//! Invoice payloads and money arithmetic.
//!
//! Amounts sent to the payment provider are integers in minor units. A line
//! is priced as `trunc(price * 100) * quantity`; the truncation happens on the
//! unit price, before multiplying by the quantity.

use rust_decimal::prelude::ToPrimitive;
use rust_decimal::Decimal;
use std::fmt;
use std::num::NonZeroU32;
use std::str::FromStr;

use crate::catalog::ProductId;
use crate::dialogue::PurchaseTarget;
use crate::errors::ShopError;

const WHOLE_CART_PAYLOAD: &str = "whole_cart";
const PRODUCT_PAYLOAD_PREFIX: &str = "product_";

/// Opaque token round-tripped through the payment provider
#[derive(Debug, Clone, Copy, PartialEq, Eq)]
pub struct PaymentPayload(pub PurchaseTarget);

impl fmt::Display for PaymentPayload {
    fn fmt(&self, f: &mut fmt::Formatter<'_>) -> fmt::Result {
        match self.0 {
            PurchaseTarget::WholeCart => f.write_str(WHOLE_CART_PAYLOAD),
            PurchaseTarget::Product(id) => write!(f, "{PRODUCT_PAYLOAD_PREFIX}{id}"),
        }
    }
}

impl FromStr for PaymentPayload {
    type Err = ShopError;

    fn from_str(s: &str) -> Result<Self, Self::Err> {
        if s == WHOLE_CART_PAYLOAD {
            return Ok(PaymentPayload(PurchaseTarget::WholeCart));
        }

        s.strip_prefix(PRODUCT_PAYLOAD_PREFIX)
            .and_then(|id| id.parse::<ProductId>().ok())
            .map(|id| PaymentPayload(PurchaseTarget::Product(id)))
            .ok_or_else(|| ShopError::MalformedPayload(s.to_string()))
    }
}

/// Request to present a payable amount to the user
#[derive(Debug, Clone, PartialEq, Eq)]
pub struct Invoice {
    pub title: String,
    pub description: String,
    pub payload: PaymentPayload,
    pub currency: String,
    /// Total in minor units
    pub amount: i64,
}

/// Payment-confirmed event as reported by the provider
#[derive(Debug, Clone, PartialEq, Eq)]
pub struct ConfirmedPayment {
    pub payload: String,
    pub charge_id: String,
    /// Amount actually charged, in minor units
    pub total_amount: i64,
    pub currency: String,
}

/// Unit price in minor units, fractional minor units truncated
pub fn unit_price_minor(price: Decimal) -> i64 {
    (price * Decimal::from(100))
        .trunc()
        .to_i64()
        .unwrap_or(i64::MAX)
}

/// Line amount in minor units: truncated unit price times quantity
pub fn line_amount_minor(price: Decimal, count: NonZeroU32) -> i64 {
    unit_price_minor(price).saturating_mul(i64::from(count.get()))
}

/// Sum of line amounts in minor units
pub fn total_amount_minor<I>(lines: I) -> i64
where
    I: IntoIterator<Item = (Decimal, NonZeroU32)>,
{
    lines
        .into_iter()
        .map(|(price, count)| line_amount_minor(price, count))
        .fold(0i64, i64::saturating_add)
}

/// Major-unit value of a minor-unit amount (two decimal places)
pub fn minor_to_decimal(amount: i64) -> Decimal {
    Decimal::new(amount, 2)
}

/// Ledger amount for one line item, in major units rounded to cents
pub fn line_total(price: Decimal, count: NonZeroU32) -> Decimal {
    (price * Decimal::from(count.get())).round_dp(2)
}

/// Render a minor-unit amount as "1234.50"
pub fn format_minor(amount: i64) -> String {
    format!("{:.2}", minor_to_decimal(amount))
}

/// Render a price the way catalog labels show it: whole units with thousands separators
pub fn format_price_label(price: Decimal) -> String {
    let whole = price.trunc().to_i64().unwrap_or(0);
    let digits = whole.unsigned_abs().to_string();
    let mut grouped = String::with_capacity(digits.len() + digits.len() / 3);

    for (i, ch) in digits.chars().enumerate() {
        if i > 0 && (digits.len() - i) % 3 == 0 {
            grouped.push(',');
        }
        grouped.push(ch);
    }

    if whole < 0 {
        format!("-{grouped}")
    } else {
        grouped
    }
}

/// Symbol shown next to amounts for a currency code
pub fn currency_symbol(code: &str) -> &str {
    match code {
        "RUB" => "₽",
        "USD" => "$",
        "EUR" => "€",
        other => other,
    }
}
--
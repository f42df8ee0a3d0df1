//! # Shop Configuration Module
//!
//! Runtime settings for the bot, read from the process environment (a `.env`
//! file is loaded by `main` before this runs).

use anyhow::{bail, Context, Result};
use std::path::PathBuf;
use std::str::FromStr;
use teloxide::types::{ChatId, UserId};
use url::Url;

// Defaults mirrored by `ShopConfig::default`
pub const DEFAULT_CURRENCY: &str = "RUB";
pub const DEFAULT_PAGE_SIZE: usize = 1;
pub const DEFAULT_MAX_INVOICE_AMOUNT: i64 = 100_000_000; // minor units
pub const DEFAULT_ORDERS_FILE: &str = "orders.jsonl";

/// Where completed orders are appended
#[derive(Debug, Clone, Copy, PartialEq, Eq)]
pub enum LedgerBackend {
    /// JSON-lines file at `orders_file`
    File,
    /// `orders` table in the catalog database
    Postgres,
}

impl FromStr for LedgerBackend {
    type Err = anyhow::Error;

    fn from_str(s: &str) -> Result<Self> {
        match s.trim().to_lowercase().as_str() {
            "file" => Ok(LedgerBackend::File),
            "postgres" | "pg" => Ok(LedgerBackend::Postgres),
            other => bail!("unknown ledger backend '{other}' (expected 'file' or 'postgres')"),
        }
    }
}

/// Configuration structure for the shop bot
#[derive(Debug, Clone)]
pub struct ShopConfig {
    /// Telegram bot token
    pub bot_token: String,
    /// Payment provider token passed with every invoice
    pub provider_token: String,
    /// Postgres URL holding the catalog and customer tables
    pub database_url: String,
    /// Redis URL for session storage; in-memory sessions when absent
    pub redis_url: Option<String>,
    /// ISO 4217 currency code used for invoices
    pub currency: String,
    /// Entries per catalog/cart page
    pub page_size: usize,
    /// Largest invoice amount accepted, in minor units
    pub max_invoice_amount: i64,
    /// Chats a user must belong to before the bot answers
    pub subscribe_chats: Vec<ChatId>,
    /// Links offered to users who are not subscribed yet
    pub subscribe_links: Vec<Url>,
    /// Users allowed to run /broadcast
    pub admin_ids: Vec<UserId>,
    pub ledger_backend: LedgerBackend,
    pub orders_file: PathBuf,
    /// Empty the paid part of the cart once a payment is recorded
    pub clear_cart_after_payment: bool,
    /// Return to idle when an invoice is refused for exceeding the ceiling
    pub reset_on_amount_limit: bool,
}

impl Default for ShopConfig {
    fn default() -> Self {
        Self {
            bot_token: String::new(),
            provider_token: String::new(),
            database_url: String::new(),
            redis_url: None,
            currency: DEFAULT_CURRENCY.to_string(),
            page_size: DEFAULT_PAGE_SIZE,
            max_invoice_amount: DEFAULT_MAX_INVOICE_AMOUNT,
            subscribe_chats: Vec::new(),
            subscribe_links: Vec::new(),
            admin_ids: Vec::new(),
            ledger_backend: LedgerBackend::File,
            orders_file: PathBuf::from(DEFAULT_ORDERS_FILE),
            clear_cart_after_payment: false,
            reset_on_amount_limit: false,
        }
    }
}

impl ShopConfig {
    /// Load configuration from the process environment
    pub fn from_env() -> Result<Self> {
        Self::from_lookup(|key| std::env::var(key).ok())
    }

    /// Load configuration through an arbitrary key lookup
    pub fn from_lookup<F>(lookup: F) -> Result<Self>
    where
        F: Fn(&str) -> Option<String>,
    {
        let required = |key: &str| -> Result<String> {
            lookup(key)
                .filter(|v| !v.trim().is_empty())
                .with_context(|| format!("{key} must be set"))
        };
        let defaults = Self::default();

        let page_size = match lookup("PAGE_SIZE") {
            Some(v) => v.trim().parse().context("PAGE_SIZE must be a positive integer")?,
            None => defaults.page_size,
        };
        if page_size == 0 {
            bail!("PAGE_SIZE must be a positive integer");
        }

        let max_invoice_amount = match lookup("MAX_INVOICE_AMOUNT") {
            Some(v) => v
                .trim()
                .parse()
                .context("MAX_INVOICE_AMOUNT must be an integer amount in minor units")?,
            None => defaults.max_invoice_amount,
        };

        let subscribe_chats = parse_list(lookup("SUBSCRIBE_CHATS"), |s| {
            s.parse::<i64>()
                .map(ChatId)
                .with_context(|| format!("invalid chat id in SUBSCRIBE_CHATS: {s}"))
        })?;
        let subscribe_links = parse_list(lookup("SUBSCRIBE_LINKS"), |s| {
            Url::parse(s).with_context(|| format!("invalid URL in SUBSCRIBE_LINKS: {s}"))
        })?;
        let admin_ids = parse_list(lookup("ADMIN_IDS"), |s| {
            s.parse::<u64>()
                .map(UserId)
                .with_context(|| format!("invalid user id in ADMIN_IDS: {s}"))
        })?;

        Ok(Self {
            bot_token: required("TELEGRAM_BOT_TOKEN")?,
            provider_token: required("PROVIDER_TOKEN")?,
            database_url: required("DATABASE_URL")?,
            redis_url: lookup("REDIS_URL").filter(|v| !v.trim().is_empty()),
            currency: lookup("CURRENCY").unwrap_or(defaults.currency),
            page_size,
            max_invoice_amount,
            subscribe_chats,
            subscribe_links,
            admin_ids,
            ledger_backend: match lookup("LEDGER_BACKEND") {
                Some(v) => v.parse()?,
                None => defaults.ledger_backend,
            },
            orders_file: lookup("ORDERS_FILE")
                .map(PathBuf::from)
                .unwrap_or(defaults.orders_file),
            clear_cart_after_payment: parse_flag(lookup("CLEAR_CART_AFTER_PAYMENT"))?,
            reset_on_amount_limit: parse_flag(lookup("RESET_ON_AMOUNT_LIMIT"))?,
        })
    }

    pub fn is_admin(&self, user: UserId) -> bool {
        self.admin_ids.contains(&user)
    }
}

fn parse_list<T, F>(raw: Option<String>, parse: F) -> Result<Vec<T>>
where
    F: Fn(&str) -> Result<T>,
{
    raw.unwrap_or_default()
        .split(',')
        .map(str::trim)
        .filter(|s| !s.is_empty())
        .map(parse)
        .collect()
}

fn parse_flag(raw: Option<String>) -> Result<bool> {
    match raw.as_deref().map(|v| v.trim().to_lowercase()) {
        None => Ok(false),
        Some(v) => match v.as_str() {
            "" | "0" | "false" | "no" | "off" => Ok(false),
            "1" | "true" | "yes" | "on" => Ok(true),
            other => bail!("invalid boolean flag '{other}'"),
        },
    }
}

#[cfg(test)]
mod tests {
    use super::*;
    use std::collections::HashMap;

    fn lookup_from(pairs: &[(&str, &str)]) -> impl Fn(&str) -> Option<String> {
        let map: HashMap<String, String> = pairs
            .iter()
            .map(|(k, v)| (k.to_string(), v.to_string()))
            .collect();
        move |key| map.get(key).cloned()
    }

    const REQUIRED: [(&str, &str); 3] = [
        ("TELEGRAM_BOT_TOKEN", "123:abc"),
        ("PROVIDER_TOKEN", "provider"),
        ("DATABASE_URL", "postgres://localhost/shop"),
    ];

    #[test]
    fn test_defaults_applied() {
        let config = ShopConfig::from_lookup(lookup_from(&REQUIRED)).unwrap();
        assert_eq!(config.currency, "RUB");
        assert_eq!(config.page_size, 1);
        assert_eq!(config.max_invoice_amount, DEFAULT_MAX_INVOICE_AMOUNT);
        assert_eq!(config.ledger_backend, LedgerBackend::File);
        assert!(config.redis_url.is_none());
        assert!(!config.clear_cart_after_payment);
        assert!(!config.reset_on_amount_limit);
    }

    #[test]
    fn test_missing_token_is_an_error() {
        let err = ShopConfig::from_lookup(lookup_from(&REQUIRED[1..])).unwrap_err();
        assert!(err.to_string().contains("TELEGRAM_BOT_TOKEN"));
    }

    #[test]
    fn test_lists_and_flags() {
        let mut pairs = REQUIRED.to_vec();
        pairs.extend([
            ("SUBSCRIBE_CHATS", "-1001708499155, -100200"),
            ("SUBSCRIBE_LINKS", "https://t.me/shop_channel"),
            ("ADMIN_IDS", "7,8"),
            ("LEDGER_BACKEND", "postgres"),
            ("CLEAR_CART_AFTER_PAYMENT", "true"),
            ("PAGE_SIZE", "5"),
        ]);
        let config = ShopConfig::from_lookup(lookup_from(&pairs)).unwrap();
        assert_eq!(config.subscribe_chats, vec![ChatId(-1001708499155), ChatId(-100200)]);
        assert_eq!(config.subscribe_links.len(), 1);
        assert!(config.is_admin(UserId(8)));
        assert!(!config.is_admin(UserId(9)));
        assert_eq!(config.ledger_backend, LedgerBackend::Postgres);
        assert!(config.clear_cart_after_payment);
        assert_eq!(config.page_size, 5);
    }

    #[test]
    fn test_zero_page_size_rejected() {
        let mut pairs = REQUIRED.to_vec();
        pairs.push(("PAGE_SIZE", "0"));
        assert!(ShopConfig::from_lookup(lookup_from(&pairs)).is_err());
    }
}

- [WORK ORDER]:
Reproduce only the lines above, starting at the line with "and money arithmetic." and ending at the line with "impl fmt::Display for", exactly as written.

- [WRITTEN REPLY]:
//! Invoice payloads and money arithmetic.
//!
//! Amounts sent to the payment provider are integers in minor units. A line
//! is priced as `trunc(price * 100) * quantity`; the truncation happens on the
//! unit price, before multiplying by the quantity.

use rust_decimal::prelude::ToPrimitive;
use rust_decimal::Decimal;
use std::fmt;
use std::num::NonZeroU32;
use std::str::FromStr;

use crate::catalog::ProductId;
use crate::dialogue::PurchaseTarget;
use crate::errors::ShopError;

const WHOLE_CART_PAYLOAD: &str = "whole_cart";
const PRODUCT_PAYLOAD_PREFIX: &str = "product_";

/// Opaque token round-tripped through the payment provider
#[derive(Debug, Clone, Copy, PartialEq, Eq)]
pub struct PaymentPayload(pub PurchaseTarget);

impl fmt::Display for PaymentPayload {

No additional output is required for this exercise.